Merkel's explanation shares the responsibilities.
They correspond to all those who had to build a collective security system in Europe to prevent an atrocity like the invasion of Ukraine.
This voice was missing, in silence since he left the Foreign Ministry and especially since February 24, when the invasion began.
Vladimir Putin's condemnation of the war was discounted and it was only necessary to gauge the disgust and the exact harshness of his words.
The rejection is blunt, but also prudent, without harsh words.
But the rain of criticism leveled at her for her growing energy dependence on Russia during her 16 years as chancellor and for her lack of vision in the face of the war threat lurking behind the authoritarian drift of the Kremlin could not go unanswered.
He relied on diplomacy.
Everyone trusted her.
If it worked for three decades, why wouldn't it continue to work?
It has not been.
The time when only the word ruled is over.
Weapons speak and will continue to speak for a long time.
It is the
Zeitenwende
, the epochal change defined by Chancellor Olaf Scholz that forces Germany to rearm.
There is sorrow but no contrition in his words.
Ukraine could not join NATO in 2008, when George W. Bush proposed it and met with his and Nicolas Sarkozy's opposition: corroded by corruption and dominated by oligarchs, the country was neither ready to join the Alliance nor Putin would have accepted it.

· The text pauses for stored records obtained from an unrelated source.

//! Control-plane storage
//!
//! The sync engine talks to storage through three narrow traits:
//!
//! - [`MailboxDirectory`]: which mailboxes exist and who owns them
//! - [`SyncStateStore`]: the per-mailbox cursor record
//! - [`MessageStore`]: idempotent message inserts
//!
//! [`MailboxAdmin`] adds the operations the control plane (CLI and HTTP API)
//! needs. [`Store`] bundles all four for callers that want a single handle.

mod memory;
mod sqlite;

pub use memory::InMemoryStore;
pub use sqlite::SqliteStore;

use crate::model::{
    Mailbox, MailboxId, NewMailbox, NewMessage, SkippedMessage, StoredMessage, SyncState,
};
use async_trait::async_trait;
use thiserror::Error;

/// Storage errors
///
/// `Conflict` is the idempotency signal for inserts and is never a failure
/// from the pipeline's point of view.
#[derive(Error, Debug)]
pub enum StoreError {
    #[error("duplicate record: {0}")]
    Conflict(String),

    #[error("not found: {0}")]
    NotFound(String),

    #[error("store unavailable: {0}")]
    Unavailable(String),

    #[error("database error: {0}")]
    Database(#[from] rusqlite::Error),
}

impl StoreError {
    pub fn is_conflict(&self) -> bool {
        matches!(self, StoreError::Conflict(_))
    }
}

/// Result type for store operations
pub type StoreResult<T> = std::result::Result<T, StoreError>;

/// Read access to configured mailboxes
#[async_trait]
pub trait MailboxDirectory: Send + Sync {
    async fn get_mailbox(&self, id: MailboxId) -> StoreResult<Option<Mailbox>>;

    /// Active mailboxes assigned to `shard`, ordered by id
    async fn list_active_mailboxes(&self, shard: &str) -> StoreResult<Vec<Mailbox>>;
}

/// Durable per-mailbox cursor records
#[async_trait]
pub trait SyncStateStore: Send + Sync {
    /// Load the sync state, creating a fresh one if none exists yet
    ///
    /// Idempotent: concurrent callers observe the same record.
    async fn get_or_create_sync_state(&self, mailbox_id: MailboxId) -> StoreResult<SyncState>;

    /// Persist a sync state
    ///
    /// The stored cursor never decreases and a stored baseline timestamp is
    /// never cleared, whatever the caller passes.
    async fn update_sync_state(&self, state: &SyncState) -> StoreResult<()>;
}

/// Durable message records
#[async_trait]
pub trait MessageStore: Send + Sync {
    /// Insert a message, returning its row id
    ///
    /// Returns [`StoreError::Conflict`] when (mailbox, uid) or
    /// (mailbox, message id) is already recorded.
    async fn insert_message(&self, message: &NewMessage) -> StoreResult<i64>;

    /// Record a message the pipeline gave up parsing
    async fn record_skipped(&self, skipped: &SkippedMessage) -> StoreResult<()>;
}

/// Control-plane operations
#[async_trait]
pub trait MailboxAdmin: Send + Sync {
    async fn create_mailbox(&self, mailbox: NewMailbox) -> StoreResult<Mailbox>;

    /// Delete a mailbox with its sync state and messages
    async fn delete_mailbox(&self, id: MailboxId) -> StoreResult<()>;

    async fn set_active(&self, id: MailboxId, active: bool) -> StoreResult<Mailbox>;

    async fn assign_shard(&self, id: MailboxId, shard: &str) -> StoreResult<Mailbox>;

    async fn list_mailboxes(&self) -> StoreResult<Vec<Mailbox>>;

    async fn get_sync_state(&self, mailbox_id: MailboxId) -> StoreResult<Option<SyncState>>;

    async fn list_sync_states(&self) -> StoreResult<Vec<SyncState>>;

    /// Most recent messages of a mailbox, newest uid first
    async fn list_messages(&self, mailbox_id: MailboxId, limit: usize)
        -> StoreResult<Vec<StoredMessage>>;

    async fn count_messages(&self, mailbox_id: MailboxId) -> StoreResult<u64>;

    async fn list_skipped(&self, mailbox_id: MailboxId) -> StoreResult<Vec<SkippedMessage>>;
}

/// Everything the engine and the control plane need from storage
pub trait Store: MailboxDirectory + SyncStateStore + MessageStore + MailboxAdmin {}

impl<T> Store for T where T: MailboxDirectory + SyncStateStore + MessageStore + MailboxAdmin {}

Perhaps things had been rushed, as happened with the war in Georgia.
The moderate reaction to the annexation of Crimea and the war in Donbas, as well as the Minsk agreements, gave Ukraine seven years of respite so that today it would have a prepared Army that it did not have then.
Merkel embodies a German sentiment with deep and contradictory historical roots.
She confessed that she is fascinated by Russia and feels this barbaric war as a huge tragedy.
They are the first and still incomplete explanations of it.
There should be more.
If she could have done anything to prevent the war, she didn't acknowledge it.
She also did not admit her lack of agility when it comes to reducing energy dependence on Russia.
There is little use crying over spilled milk.
It follows from Merkel's words that she shares the ideas of Emmanuel Macron.
Russia will not disappear from the map.
She will always be where she is, so close in her geography and her culture, and so far away in her system of autocratic domination.
Now there is little to discuss with Russia, but it must not be humiliated.
The time for dialogue will come, but in no case can it be done without Ukraine.